After causing a shutdown and threatening the nation's creditworthiness, Congress seems to be unable to get anything done these days.
But there is hope that Congress could soon pass a major piece of legislation: the farm bill, a far-reaching piece of legislation that is renewed about every five years.The House and Senate will meet this week to work out the differences in their respective farm bills, an encouraging step at a time when gridlock is the norm.
Despite the name, the farm bill affects far more than the small population of Americans who work as farmers or ranchers. Below is a rundown of who should care about the outcome of the latest farm bill.
Changes to the Supplemental Nutrition Assistance Program, the nation's food stamp program, will likely be the biggest stumbling block in the farm bill negotiations. Around 80 percent of all farm and food stamp spending goes to SNAP, according to the Associated Press. The House version of the bill would cut nearly $40 billion from SNAP over the next 10 years, a provision that President Obama has vowed to veto. The Democratic-led Senate's bill, meanwhile, includes cuts of roughly $4.5 billion.
Though the House had proposed a bill that split out food stamp funding, some groups argued for keeping SNAP in, partly because SNAP draws the attention of even big-city lawmakers.
"From our perspective, when you're doing a farm bill and you've got the nutrition title in there, you've got it worked out in a fashion that typically will help bring in urban, suburban votes," says Dale Moore, executive director of public policy at the American Farm Bureau, a farm advocacy organization.
This means rural farmers who might not even know anyone on food stamps are also closely watching to see what happens with the SNAP program.
"My first concern is they're going to be too far apart on nutrition," says Doug Peterson, president of the Minnesota Farmers Union.
If the farm bill is not passed, decades-old milk price supports dating back to 1949 will expire. That would force the government to buy milk at prices far higher than market price, which could push the price per gallon of milk at the supermarket from $6 to $8 a gallon. If the worry seems familiar, that's because it is. At the end of 2012, in what some dubbed the "dairy cliff," the price of milk likewise threatened to skyrocket without congressional action.
With the expiration of the farm bill at the beginning of October came the expiration of the Livestock Indemnity Program, a program that compensates farmers when livestock are killed in natural disasters. That hurts farmers whose herds can easily fall victim to catastrophes, like the early-October blizzard that killed tens of thousands of cattle in the northern plains.
Congress can't stop events like that from happening, but it can help farmers bounce back after such a crippling loss. The South Dakota disaster cut beef supply, which could mean higher meat prices. Helping farmers stick around after losing large swaths of their herds could help them again boost their supply in the future.

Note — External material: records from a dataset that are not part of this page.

//! CPF/CNPJ input masking.
//!
//! DESIGN
//! ======
//! Masking is a pure transformation: strip everything that is not an ASCII
//! digit, cap at the document type's length, then insert separators by
//! position. Because the digits are re-extracted on every call, formatting an
//! already formatted value is a no-op.

#[cfg(test)]
#[path = "format_test.rs"]
mod format_test;

use serde::{Deserialize, Serialize};

pub const CPF_DIGITS: usize = 11;
pub const CNPJ_DIGITS: usize = 14;

/// Brazilian taxpayer document type.
#[derive(Clone, Copy, Debug, Default, PartialEq, Eq, Hash, Serialize, Deserialize)]
pub enum DocumentKind {
    /// Individual taxpayer, `000.000.000-00`.
    #[default]
    #[serde(rename = "CPF")]
    Cpf,
    /// Company taxpayer, `00.000.000/0000-00`.
    #[serde(rename = "CNPJ")]
    Cnpj,
}

impl DocumentKind {
    /// Pick the document type implied by a digit count.
    #[must_use]
    pub fn detect(digit_count: usize) -> Self {
        if digit_count <= CPF_DIGITS { Self::Cpf } else { Self::Cnpj }
    }

    #[must_use]
    pub fn max_digits(self) -> usize {
        match self {
            Self::Cpf => CPF_DIGITS,
            Self::Cnpj => CNPJ_DIGITS,
        }
    }

    #[must_use]
    pub fn as_str(self) -> &'static str {
        match self {
            Self::Cpf => "CPF",
            Self::Cnpj => "CNPJ",
        }
    }

    /// Parse `cpf`/`cnpj` in any case.
    #[must_use]
    pub fn parse(raw: &str) -> Option<Self> {
        match raw.trim().to_ascii_uppercase().as_str() {
            "CPF" => Some(Self::Cpf),
            "CNPJ" => Some(Self::Cnpj),
            _ => None,
        }
    }
}

impl std::fmt::Display for DocumentKind {
    fn fmt(&self, f: &mut std::fmt::Formatter<'_>) -> std::fmt::Result {
        f.write_str(self.as_str())
    }
}

/// Keep only ASCII digits.
#[must_use]
pub fn digits_only(input: &str) -> String {
    input.chars().filter(char::is_ascii_digit).collect()
}

/// Mask `input` as a CPF, `000.000.000-00`.
#[must_use]
pub fn format_cpf(input: &str) -> String {
    mask(input, CPF_DIGITS, |i| match i {
        3 | 6 => Some('.'),
        9 => Some('-'),
        _ => None,
    })
}

/// Mask `input` as a CNPJ, `00.000.000/0000-00`.
#[must_use]
pub fn format_cnpj(input: &str) -> String {
    mask(input, CNPJ_DIGITS, |i| match i {
        2 | 5 => Some('.'),
        8 => Some('/'),
        12 => Some('-'),
        _ => None,
    })
}

/// Mask `input` as whichever document type its digit count implies.
#[must_use]
pub fn format_document(input: &str) -> String {
    let count = input.chars().filter(char::is_ascii_digit).count();
    format_as(DocumentKind::detect(count), input)
}

/// Mask `input` as the given document type.
#[must_use]
pub fn format_as(kind: DocumentKind, input: &str) -> String {
    match kind {
        DocumentKind::Cpf => format_cpf(input),
        DocumentKind::Cnpj => format_cnpj(input),
    }
}

/// Insert `separator_before(i)` ahead of the digit at index `i`.
fn mask(input: &str, max_digits: usize, separator_before: impl Fn(usize) -> Option<char>) -> String {
    let mut out = String::with_capacity(max_digits + 4);
    for (i, digit) in input.chars().filter(char::is_ascii_digit).take(max_digits).enumerate() {
        if let Some(sep) = separator_before(i) {
            out.push(sep);
        }
        out.push(digit);
    }
    out
}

In the complex mix of farm bill programs, both the House and Senate have found one place where they can agree: direct payments. These $5 billion in subsidy payments are sent to farmers every year, regardless of whether it was a boom or bust year for yields. Both the House and Senate bills include provisions to end these payments, and even some groups that speak on behalf of farmers support ending the program.
"You can't justify getting a check from the government when you have a pretty good crop. You can't wash that out with consumers or elected officials," says Peterson.
It goes without saying that while steak prices might go up a little after a drought or blizzard, the ranchers who lose their livelihoods are the ones who feel that pain more. An extension of the Livestock Indemnity Program is just one example of the safeguards the farm bill contains. Though they'll likely lose direct payments under whatever compromise bill is passed, farmers could still see some boosts to other parts of the safety net for bad years.